As we near the end of the first quarter of 2019, I find that I am being bombarded with questions from business owners as to why their salespeople are struggling to achieve the company sales goal. They say things like:

"My salespeople are continuously busy and seem to be doing the right things, but the results of their efforts continuously fall short of the mark."

"My bottom line is shrinking and I find it difficult to forecast my sales."

"My salespeople have lackluster performance and are blaming prospects for the lack of results."

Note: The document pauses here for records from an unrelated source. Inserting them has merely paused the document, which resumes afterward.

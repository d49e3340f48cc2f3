//! Request coordinator for vidbrief.
//!
//! Composes rate limiting, validation, caching, transcript acquisition and
//! synthesis for each client request.

use crate::acquisition::{AcquisitionEngine, FailureKind};
use crate::cache::{CacheKey, Operation, ResultCache};
use crate::config::{Prompts, Settings};
use crate::error::{RequestError, Result};
use crate::ratelimit::RateLimiter;
use crate::source::{DataApiVerifier, MetadataVerifier, SkipVerification, YoutubeCaptionFetcher};
use crate::synthesis::{OpenAISynthesizer, Synthesizer};
use crate::video::{parse_video_url, VideoId};
use std::future::Future;
use std::sync::Arc;
use std::time::Duration;
use tokio_util::sync::CancellationToken;
use tracing::{debug, info, instrument};

type RequestResult = std::result::Result<String, RequestError>;

/// The shared context every request runs against.
pub struct RequestCoordinator {
    engine: AcquisitionEngine,
    synthesizer: Arc<dyn Synthesizer>,
    cache: ResultCache,
    limiter: RateLimiter,
}

impl RequestCoordinator {
    /// Build the production components from settings.
    ///
    /// Fails if no OpenAI API key is configured.
    pub fn from_settings(settings: &Settings) -> Result<Self> {
        let api_key = settings.openai_api_key()?;

        let prompts = Prompts::load(
            settings.prompts.custom_dir.as_deref(),
            Some(&settings.prompts.variables),
        )?;
        let synthesizer = Arc::new(
            OpenAISynthesizer::new(api_key, &settings.synthesis)?.with_prompts(prompts),
        );

        let http = reqwest::Client::builder()
            .timeout(Duration::from_secs(settings.transcript.request_timeout_secs))
            .build()?;

        let fetcher = Arc::new(YoutubeCaptionFetcher::new(
            http.clone(),
            settings.transcript.languages.clone(),
        ));

        let verifier: Arc<dyn MetadataVerifier> = match settings.youtube_api_key() {
            Some(key) => {
                info!("Video verification enabled via YouTube Data API");
                Arc::new(DataApiVerifier::new(http, key))
            }
            None => {
                info!("No YouTube API key configured, skipping video verification");
                Arc::new(SkipVerification)
            }
        };

        let engine =
            AcquisitionEngine::new(fetcher, verifier, settings.transcript.retry_policy());
        let cache =
            ResultCache::with_config(settings.cache.max_entries, settings.cache.ttl());
        let limiter = RateLimiter::new(settings.limits.summary(), settings.limits.question());

        Ok(Self::new(engine, synthesizer, cache, limiter))
    }

    /// Create a coordinator with custom components.
    pub fn new(
        engine: AcquisitionEngine,
        synthesizer: Arc<dyn Synthesizer>,
        cache: ResultCache,
        limiter: RateLimiter,
    ) -> Self {
        Self {
            engine,
            synthesizer,
            cache,
            limiter,
        }
    }

    pub fn cache(&self) -> &ResultCache {
        &self.cache
    }

    /// Summarize the video behind a YouTube URL.
    #[instrument(skip(self, cancel))]
    pub async fn summarize_by_url(
        &self,
        video_url: Option<&str>,
        cancel: &CancellationToken,
    ) -> RequestResult {
        self.admit(Operation::Summarize)?;
        let video_url = required(video_url, "No video URL provided")?;
        let id = parse_reference(video_url)?;

        let key = CacheKey::for_video(Operation::Summarize, &id, None);
        self.cached(key, cancel, || self.synthesize_from_video(&id, None, cancel))
            .await
    }

    /// Answer a question about the video behind a YouTube URL.
    #[instrument(skip(self, cancel))]
    pub async fn answer_by_url(
        &self,
        video_url: Option<&str>,
        question: Option<&str>,
        cancel: &CancellationToken,
    ) -> RequestResult {
        self.admit(Operation::Answer)?;
        let question = required(question, "No question provided")?;
        let video_url = required(video_url, "No video URL provided")?;
        let id = parse_reference(video_url)?;

        let key = CacheKey::for_video(Operation::Answer, &id, Some(question));
        self.cached(key, cancel, || {
            self.synthesize_from_video(&id, Some(question), cancel)
        })
        .await
    }

    /// Summarize a caller-supplied transcript.
    #[instrument(skip_all, fields(chars = transcript.map(str::len)))]
    pub async fn summarize_transcript(&self, transcript: Option<&str>) -> RequestResult {
        self.admit(Operation::Summarize)?;
        let transcript = required(transcript, "No transcript provided")?;

        let key = CacheKey::for_transcript(Operation::Summarize, transcript, None);
        self.cached(key, &CancellationToken::new(), || {
            self.synthesize(transcript, None)
        })
        .await
    }

    /// Answer a question about a caller-supplied transcript.
    #[instrument(skip_all, fields(chars = transcript.map(str::len)))]
    pub async fn answer_transcript(
        &self,
        transcript: Option<&str>,
        question: Option<&str>,
    ) -> RequestResult {
        self.admit(Operation::Answer)?;
        let transcript = required(transcript, "No transcript provided")?;
        let question = required(question, "No question provided")?;

        let key = CacheKey::for_transcript(Operation::Answer, transcript, Some(question));
        self.cached(key, &CancellationToken::new(), || {
            self.synthesize(transcript, Some(question))
        })
        .await
    }

    fn admit(&self, operation: Operation) -> std::result::Result<(), RequestError> {
        self.limiter.check(operation).map_err(|throttle| {
            info!(%operation, "Request throttled");
            RequestError::Throttled(throttle.to_string())
        })
    }

    /// Serve `key` from the cache, or compute it once for all concurrent callers.
    ///
    /// A caller that was coalesced onto another request's computation and
    /// received that request's cancellation recomputes on its own behalf.
    async fn cached<F, Fut>(
        &self,
        key: CacheKey,
        cancel: &CancellationToken,
        compute: F,
    ) -> RequestResult
    where
        F: Fn() -> Fut,
        Fut: Future<Output = RequestResult>,
    {
        loop {
            match self.cache.get_or_try_insert_with(key, compute()).await {
                Ok((value, reused)) => {
                    debug!(key = %key.to_hex(), reused, "Request served");
                    return Ok(value);
                }
                Err(e) if is_cancelled(&e) && !cancel.is_cancelled() => {
                    debug!(key = %key.to_hex(), "Shared computation was cancelled, recomputing");
                }
                Err(e) => return Err((*e).clone()),
            }
        }
    }

    /// Acquire a video's transcript, then summarize it or answer `question`.
    ///
    /// The result is also stored under the transcript's content key, and an
    /// existing content-key entry is reused instead of synthesizing again.
    async fn synthesize_from_video(
        &self,
        id: &VideoId,
        question: Option<&str>,
        cancel: &CancellationToken,
    ) -> RequestResult {
        let transcript = self
            .engine
            .acquire(id, cancel)
            .await
            .into_result()
            .map_err(RequestError::Transcript)?;

        let operation = operation_for(question);
        let content_key = CacheKey::for_transcript(operation, &transcript, question);
        if let Some(hit) = self.cache.get(&content_key).await {
            debug!(video_id = %id, "Transcript already synthesized");
            return Ok(hit);
        }

        let output = self.synthesize(&transcript, question).await?;
        self.cache
            .put(content_key, output.as_str(), self.cache.ttl())
            .await;
        Ok(output)
    }

    async fn synthesize(&self, transcript: &str, question: Option<&str>) -> RequestResult {
        let result = match question {
            Some(question) => self.synthesizer.answer(transcript, question).await,
            None => self.synthesizer.summarize(transcript).await,
        };
        result.map_err(|e| RequestError::Synthesis(e.to_string()))
    }
}

fn operation_for(question: Option<&str>) -> Operation {
    if question.is_some() {
        Operation::Answer
    } else {
        Operation::Summarize
    }
}

/// Reject missing and blank fields.
fn required<'a>(value: Option<&'a str>, message: &str) -> std::result::Result<&'a str, RequestError> {
    value
        .filter(|v| !v.trim().is_empty())
        .ok_or_else(|| RequestError::BadRequest(message.to_string()))
}

fn parse_reference(video_url: &str) -> std::result::Result<VideoId, RequestError> {
    parse_video_url(video_url).map_err(|_| RequestError::InvalidReference(video_url.to_string()))
}

fn is_cancelled(error: &RequestError) -> bool {
    matches!(error, RequestError::Transcript(f) if f.kind == FailureKind::Cancelled)
}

In my experience, 80% of salespeople have not committed to the behavior and beliefs it takes to be successful, and instead focus on busy work, as this is their comfort zone. Their typical activity consists of repetitive patterns that burn the hours of their workday but rarely deliver high quality results.

On the other hand, the 20% who display unconditional commitment to selling success typically outperform the combined other 80% when it comes to quota achievement. I have tested many thousands of salespeople and have made a study of the common behaviors and traits all top performers share. I'm sure there are many more, but I have listed a few so you can analyze your team:

Sales Process: Do your salespeople follow a sales template that makes quota achievement predictable? The average salesperson has a "wing it" mentality, so results are impossible to consistently forecast.

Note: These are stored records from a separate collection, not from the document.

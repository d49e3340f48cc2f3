//! Prompt templates for vidbrief.
//!
//! Prompts can be customized by placing a `synthesis.toml` file in the custom prompts directory.

use serde::{Deserialize, Serialize};
use std::collections::HashMap;
use std::path::PathBuf;

/// Collection of all prompt templates.
#[derive(Debug, Clone, Serialize, Deserialize, Default)]
#[serde(default)]
pub struct Prompts {
    pub summarize: SummarizePrompts,
    pub answer: AnswerPrompts,
    /// Custom variables from config, available in all prompts.
    #[serde(skip)]
    pub variables: HashMap<String, String>,
}

/// Prompts for transcript summaries.
#[derive(Debug, Clone, Serialize, Deserialize)]
#[serde(default)]
pub struct SummarizePrompts {
    pub system: String,
    pub user: String,
}

impl Default for SummarizePrompts {
    fn default() -> Self {
        Self {
            system: "Summarize the following YouTube video transcript into key points."
                .to_string(),
            user: "{{transcript}}".to_string(),
        }
    }
}

/// Prompts for answering questions about a transcript.
#[derive(Debug, Clone, Serialize, Deserialize)]
#[serde(default)]
pub struct AnswerPrompts {
    pub system: String,
    pub user: String,
}

impl Default for AnswerPrompts {
    fn default() -> Self {
        Self {
            system: "You are an AI assistant that answers questions about YouTube videos based on their transcript."
                .to_string(),
            user: "Transcript: {{transcript}}\n\nQuestion: {{question}}".to_string(),
        }
    }
}

/// Layout of `synthesis.toml`; missing tables keep their defaults.
#[derive(Debug, Default, Deserialize)]
#[serde(default)]
struct PromptFile {
    summarize: Option<SummarizePrompts>,
    answer: Option<AnswerPrompts>,
}

impl Prompts {
    /// Load prompts from the default location, with optional custom directory and variables.
    pub fn load(
        custom_dir: Option<&str>,
        custom_variables: Option<&HashMap<String, String>>,
    ) -> crate::error::Result<Self> {
        let mut prompts = Prompts::default();

        if let Some(vars) = custom_variables {
            prompts.variables = vars.clone();
        }

        if let Some(dir) = custom_dir {
            let path = PathBuf::from(shellexpand::tilde(dir).to_string()).join("synthesis.toml");
            if path.exists() {
                let content = std::fs::read_to_string(&path)?;
                let file: PromptFile = toml::from_str(&content)?;
                if let Some(summarize) = file.summarize {
                    prompts.summarize = summarize;
                }
                if let Some(answer) = file.answer {
                    prompts.answer = answer;
                }
            }
        }

        Ok(prompts)
    }

    /// Render a prompt template with the given variables.
    ///
    /// Placeholders are substituted in one pass over the template, so text
    /// inserted for one variable is never scanned for further placeholders.
    /// Unknown placeholders are left as written.
    pub fn render(template: &str, vars: &HashMap<String, String>) -> String {
        let mut result = String::with_capacity(template.len());
        let mut rest = template;
        while let Some(open) = rest.find("{{") {
            let Some(close) = rest[open + 2..].find("}}") else {
                break;
            };
            let key = &rest[open + 2..open + 2 + close];
            let end = open + 2 + close + 2;
            result.push_str(&rest[..open]);
            match vars.get(key) {
                Some(value) => result.push_str(value),
                None => result.push_str(&rest[open..end]),
            }
            rest = &rest[end..];
        }
        result.push_str(rest);
        result
    }

    /// Render a prompt template with both provided variables and custom config variables.
    /// Provided variables take precedence over custom config variables.
    pub fn render_with_custom(&self, template: &str, vars: &HashMap<String, String>) -> String {
        let mut merged = self.variables.clone();
        for (key, value) in vars {
            merged.insert(key.clone(), value.clone());
        }
        Self::render(template, &merged)
    }
}

#[cfg(test)]
mod tests {
    use super::*;

    #[test]
    fn test_inserted_text_is_not_rendered_again() {
        let template = "Transcript: {{transcript}}\n\nQuestion: {{question}}";
        // Each map gets its own hash seed, so iteration order varies.
        for _ in 0..8 {
            let vars = HashMap::from([
                (
                    "transcript".to_string(),
                    "the host writes {{question}} on the board".to_string(),
                ),
                ("question".to_string(), "What is on the board?".to_string()),
            ]);
            assert_eq!(
                Prompts::render(template, &vars),
                "Transcript: the host writes {{question}} on the board\n\nQuestion: What is on the board?"
            );
        }
    }

    #[test]
    fn test_unknown_placeholders_are_kept() {
        let vars = HashMap::from([("name".to_string(), "Ada".to_string())]);
        assert_eq!(
            Prompts::render("{{name}} {{missing}} {{ name", &vars),
            "Ada {{missing}} {{ name"
        );
    }

    #[test]
    fn test_default_prompts() {
        let prompts = Prompts::default();
        assert!(prompts.summarize.system.contains("key points"));
        assert!(prompts.answer.user.contains("{{question}}"));
    }

    #[test]
    fn test_render_template() {
        let template = "Hello {{name}}, you have {{count}} messages.";
        let mut vars = HashMap::new();
        vars.insert("name".to_string(), "Alice".to_string());
        vars.insert("count".to_string(), "5".to_string());

        let result = Prompts::render(template, &vars);
        assert_eq!(result, "Hello Alice, you have 5 messages.");
    }

    #[test]
    fn test_provided_vars_override_custom() {
        let mut custom = HashMap::new();
        custom.insert("tone".to_string(), "formal".to_string());
        custom.insert("question".to_string(), "ignored".to_string());
        let prompts = Prompts::load(None, Some(&custom)).unwrap();

        let mut vars = HashMap::new();
        vars.insert("question".to_string(), "Why?".to_string());
        let result = prompts.render_with_custom("{{tone}}: {{question}}", &vars);
        assert_eq!(result, "formal: Why?");
    }

    #[test]
    fn test_load_custom_file() {
        let dir = tempfile::tempdir().unwrap();
        std::fs::write(
            dir.path().join("synthesis.toml"),
            "[summarize]\nsystem = \"Three bullet points only.\"\n",
        )
        .unwrap();

        let prompts = Prompts::load(dir.path().to_str(), None).unwrap();
        assert_eq!(prompts.summarize.system, "Three bullet points only.");
        assert_eq!(prompts.summarize.user, "{{transcript}}");
        assert_eq!(prompts.answer.system, AnswerPrompts::default().system);
    }
}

Prospecting: Do your salespeople spend 60% of their week hunting for new business? New business is the lifeblood of a company's growth and should be the focus for each member of the sales team.

Qualifying Opportunity: Do your salespeople qualify the opportunity as well as the prospect? All proposals should be qualified, so company time and resources are not burned on proposals having no chance of closing.

Closing: Do your salespeople have a closing rate above 70%? If their closing rate is extremely low, they are misreading the buyer's intentions and hoping their presentation will work magic.

Time Management: Do your salespeople use time effectively or do they waste most of their precious selling time performing tasks that have no impact on selling success? When I do a time study of the typical salesperson, I find they waste 40% of their day on busy work!

Ambition & Drive: Do your salespeople set high-performance goals that stretch them and relentlessly pursue them, or do they fizzle out at about 85% of their sales goal? Ambition & drive is the sales motor that delivers success.

Low Need for Approval: Do your salespeople believe that being liked by the prospect is a key ingredient of their sales process? Salespeople with a high need for approval never ask difficult questions, as they are afraid of upsetting the relationship.

Self-responsibility: Do your salespeople personally hold themselves accountable for success or have they perfected the art of excuse-making? Managers who accept the same tired excuses enable mediocrity.

Initiative: Do your sales people take all the necessary actions without being told, or do they display "learned helplessness" waiting for you to pressure them to perform? Initiative is measured by the way your salespeople overcome the obstacles that rob them of selling success.

If you are struggling to hit your sales goals early in 2019, it's time to review the behavior of your sales team. It doesn't take a crystal ball to see that a year that starts wrong typically ends in disaster. Make sure your salespeople bring their "A" game to the marketplace everyday and stop rewarding mediocrity.

Go conquer your worlds!

• Bill Bartlett owns Corporate Strategies, A Sandler Training Center. bbartlett@sandler.com. Text "salestip" to 35893 to receive Bill's biweekly newsletter.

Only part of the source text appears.